When I think about reconciliation the phrases that come to mind are “walking together again” or maybe “discovering the gift we are to one another”—either rediscovering it or discovering it for the first time. Restoration implies some sort of healing or journey towards wholeness. The two are inextricably interlinked, but for me the word “restoration” resonates more with a spirituality.

You are here partly to speak to a gathering of Aboriginal and non-Aboriginal people in Alberta. What are some of the commonalities and differences you anticipate between the situation of Aboriginal peoples here in Canada and the situation in Ireland?

On one level, human nature is the same everywhere and we start, as Jean Vanier says, with our common humanity. Suffering caused by a lack of recognition of the riches of diversity has been our lot in Ireland as it has been yours in Canada, though it has manifested in different ways. To my limited understanding, yours has been caused by what one might describe as an insensitive form of colonialism that looked on its way as the right way and maybe the only way for everyone. Ireland is part of the Celtic fringe that existed around a colonial power.

Reading about Aboriginal peoples here, I am struck by the similarities—the emphasis on community and storytelling, the richness of culture, the respect of nature, the wholeness, the spirituality.

In our situation two groups are struggling to present their way as the right way and their identity as the right identity. Because one group saw itself more obviously as those sinned against, there was the conflict and all the lack of understanding. But the struggle has been less about a sense of injustice and oppression than about two interests needing to reach a point of understanding— to grasp that there will be no winners and that success will be achieving a sense of mutual understanding and acceptance of one another. We are not there yet. We do have a peace process and there has been much change but I question how much transformation there has been.

You counsel people who have experienced hurt and breakage. They may say I just need to walk away; it is too painful. Or I don’t want to bother trying to reconcile. Or the other person may not want to deal with it. What would you say in such a situation?

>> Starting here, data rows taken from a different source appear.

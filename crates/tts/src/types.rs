use serde::{Deserialize, Deserializer, Serialize};

/// Body of a synthesis request
#[derive(Debug, Default, Deserialize)]
pub struct SynthesisRequest {
    /// Text to speak; a missing or `null` field reads as empty
    #[serde(default, deserialize_with = "null_as_empty")]
    pub text: String,
}

fn null_as_empty<'de, D: Deserializer<'de>>(deserializer: D) -> Result<String, D::Error> {
    Ok(Option::<String>::deserialize(deserializer)?.unwrap_or_default())
}

/// Outcome of one synthesis call
///
/// Serialized without a tag, so callers see either the audio fields or a
/// lone `error` key.
#[derive(Debug, Clone, PartialEq, Serialize, Deserialize)]
#[serde(untagged)]
pub enum SynthesisResult {
    Success {
        /// Base64 (standard, padded) encoding of a mono 16-bit PCM WAV file
        audio: String,
        sample_rate: u32,
        /// Seconds of audio
        duration: f64,
    },
    Error {
        error: String,
    },
}

impl SynthesisResult {
    pub fn error(message: impl Into<String>) -> Self {
        Self::Error { error: message.into() }
    }

    pub const fn is_success(&self) -> bool {
        matches!(self, Self::Success { .. })
    }
}
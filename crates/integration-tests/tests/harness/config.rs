//! Programmatic configuration builder for integration tests

use std::net::SocketAddr;

use vibevoice_config::{Config, CorsConfig, HealthConfig, ModelConfig, ServerConfig};

/// Builder for constructing test configurations
pub struct ConfigBuilder {
    config: Config,
}

impl ConfigBuilder {
    /// Create a new builder with minimal defaults
    pub fn new() -> Self {
        Self {
            config: Config {
                server: ServerConfig {
                    listen_address: Some(SocketAddr::from(([127, 0, 0, 1], 0))),
                    health: HealthConfig {
                        enabled: true,
                        ..HealthConfig::default()
                    },
                    ..ServerConfig::default()
                },
                model: ModelConfig::default(),
                telemetry: None,
            },
        }
    }

    pub fn with_service_name(mut self, name: &str) -> Self {
        self.config.server.service_name = name.to_owned();
        self
    }

    pub fn with_health_path(mut self, path: &str) -> Self {
        self.config.server.health.path = path.to_owned();
        self
    }

    /// Disable health endpoint
    pub fn without_health(mut self) -> Self {
        self.config.server.health.enabled = false;
        self
    }

    pub fn with_max_text_chars(mut self, max: usize) -> Self {
        self.config.model.max_text_chars = max;
        self
    }

    /// Request timeout as a duration string, e.g. `"200ms"`
    pub fn with_request_timeout(mut self, timeout: &str) -> Self {
        self.config.server.request_timeout = timeout.to_owned();
        self
    }

    pub fn with_max_concurrent_requests(mut self, max: usize) -> Self {
        self.config.server.max_concurrent_requests = max;
        self
    }

    pub fn with_cors(mut self, cors: CorsConfig) -> Self {
        self.config.server.cors = Some(cors);
        self
    }

    /// Build the final config
    pub fn build(self) -> Config {
        self.config.validate().expect("test config must be valid");
        self.config
    }
}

First, I want to draw a distinction between forgiveness and reconciliation. The former takes one. The second takes two. While it can never be forced and is a process and a journey, I think that forgiveness is vitally important for one’s wellbeing, whether the other person ever accepts it or even wants to know. The one who is being damaged is myself if I hold on to the hurt and bitterness and refuse to forgive. Reconciliation is a next step and it may not happen because it takes two. But sooner or later in every conflict in the world people have to pick their way back over the debris of the broken relationships, the shattered livelihoods, the broken dreams, and dialogue. That is the only way forward and one of the first steps in reconciliation. And that can take years, even generations. We used to think that compromise was a bad word. Actually we need to redeem it and realize it is quite a holy word. There is a lot of give and take in it, and that is at the essence of mercy, justice, truth and peace.

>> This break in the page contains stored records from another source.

//! Process-wide model readiness
//!
//! The context moves from `Loading` to either `Ready` or `Failed` exactly
//! once. Requests that arrive while loading wait for the transition.

use std::sync::Arc;

use tokio::sync::watch;

use crate::{
    error::{Result, TtsError},
    loader::{FamilyLoader, LoadOutcome, load_model},
    model::{FamilyKind, ModelContext},
};

/// Model lifecycle state
#[derive(Clone)]
pub enum ModelState {
    Loading,
    Ready(Arc<ModelContext>),
    Failed(String),
}

/// Cloneable handle onto the shared model state
#[derive(Clone)]
pub struct ModelHandle {
    state: Arc<watch::Sender<ModelState>>,
}

impl Default for ModelHandle {
    fn default() -> Self {
        Self::new()
    }
}

impl ModelHandle {
    /// Create a handle in the `Loading` state
    pub fn new() -> Self {
        Self {
            state: Arc::new(watch::Sender::new(ModelState::Loading)),
        }
    }

    /// Create a handle that is already `Ready`
    pub fn ready(context: ModelContext) -> Self {
        let handle = Self::new();
        handle.set_ready(context);
        handle
    }

    pub fn state(&self) -> ModelState {
        self.state.borrow().clone()
    }

    pub fn set_ready(&self, context: ModelContext) {
        self.state.send_replace(ModelState::Ready(Arc::new(context)));
    }

    pub fn set_failed(&self, reason: impl Into<String>) {
        self.state.send_replace(ModelState::Failed(reason.into()));
    }

    /// Wait until loading finishes and return the context
    pub async fn wait_ready(&self) -> std::result::Result<Arc<ModelContext>, String> {
        let mut receiver = self.state.subscribe();

        let state = receiver
            .wait_for(|state| !matches!(state, ModelState::Loading))
            .await
            .map_err(|_| "model state channel closed".to_string())?
            .clone();

        match state {
            ModelState::Ready(context) => Ok(context),
            ModelState::Failed(reason) => Err(reason),
            ModelState::Loading => Err("model is still loading".to_string()),
        }
    }

    /// Run the loader on the blocking pool and publish the outcome
    ///
    /// Returns the loaded family, or the fatal error after moving the
    /// handle to `Failed`.
    pub async fn load<L: FamilyLoader + 'static>(&self, loader: L) -> Result<FamilyKind> {
        let outcome = match tokio::task::spawn_blocking(move || load_model(&loader)).await {
            Ok(outcome) => outcome,
            Err(e) => LoadOutcome::Fatal {
                primary_error: TtsError::Runtime(format!("model loading task failed: {e}")),
                fallback_error: TtsError::Runtime("not attempted".to_string()),
            },
        };

        match outcome {
            LoadOutcome::Primary(context) => {
                tracing::info!(device = %context.device(), "speech model ready (primary)");
                Ok(self.publish(context))
            }
            LoadOutcome::Fallback { context, primary_error } => {
                tracing::warn!(
                    device = %context.device(),
                    primary_error = %primary_error,
                    "speech model ready (fallback)"
                );
                Ok(self.publish(context))
            }
            LoadOutcome::Fatal {
                primary_error,
                fallback_error,
            } => {
                let error = TtsError::ModelUnavailable {
                    primary: primary_error.to_string(),
                    fallback: fallback_error.to_string(),
                };
                tracing::error!(%primary_error, %fallback_error, "no speech model could be loaded");
                self.set_failed(error.to_string());
                Err(error)
            }
        }
    }

    fn publish(&self, context: ModelContext) -> FamilyKind {
        let kind = context.kind();
        self.set_ready(context);
        kind
    }
}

Sometimes people may not want to reconcile because they feel they would be disloyal. For example children in a marriage break-up may feel that to be loyal they need to stay angry at the parent whom they deem to have been responsible.

I think every instance needs to be taken as unique. It depends on the person. If they have been very wounded no one else has the right to challenge them to let go of their anger and reach out. I think it requires a great deal of courage to reach out to the one who ostensibly is in the wrong, and yet that is part of the cost and the loneliness of peacemaking, where you’re identified with neither individual or group, but have stepped a pace beyond. That puts you in a kind of no man’s land, but that is a cost that almost has to be is borne by the peacemaker. There is a great difference between a peacemaker and a peace lover. The peace lover will stay with the one partly because of not wanting to cause hurt but also partly wanting to safeguard their own position.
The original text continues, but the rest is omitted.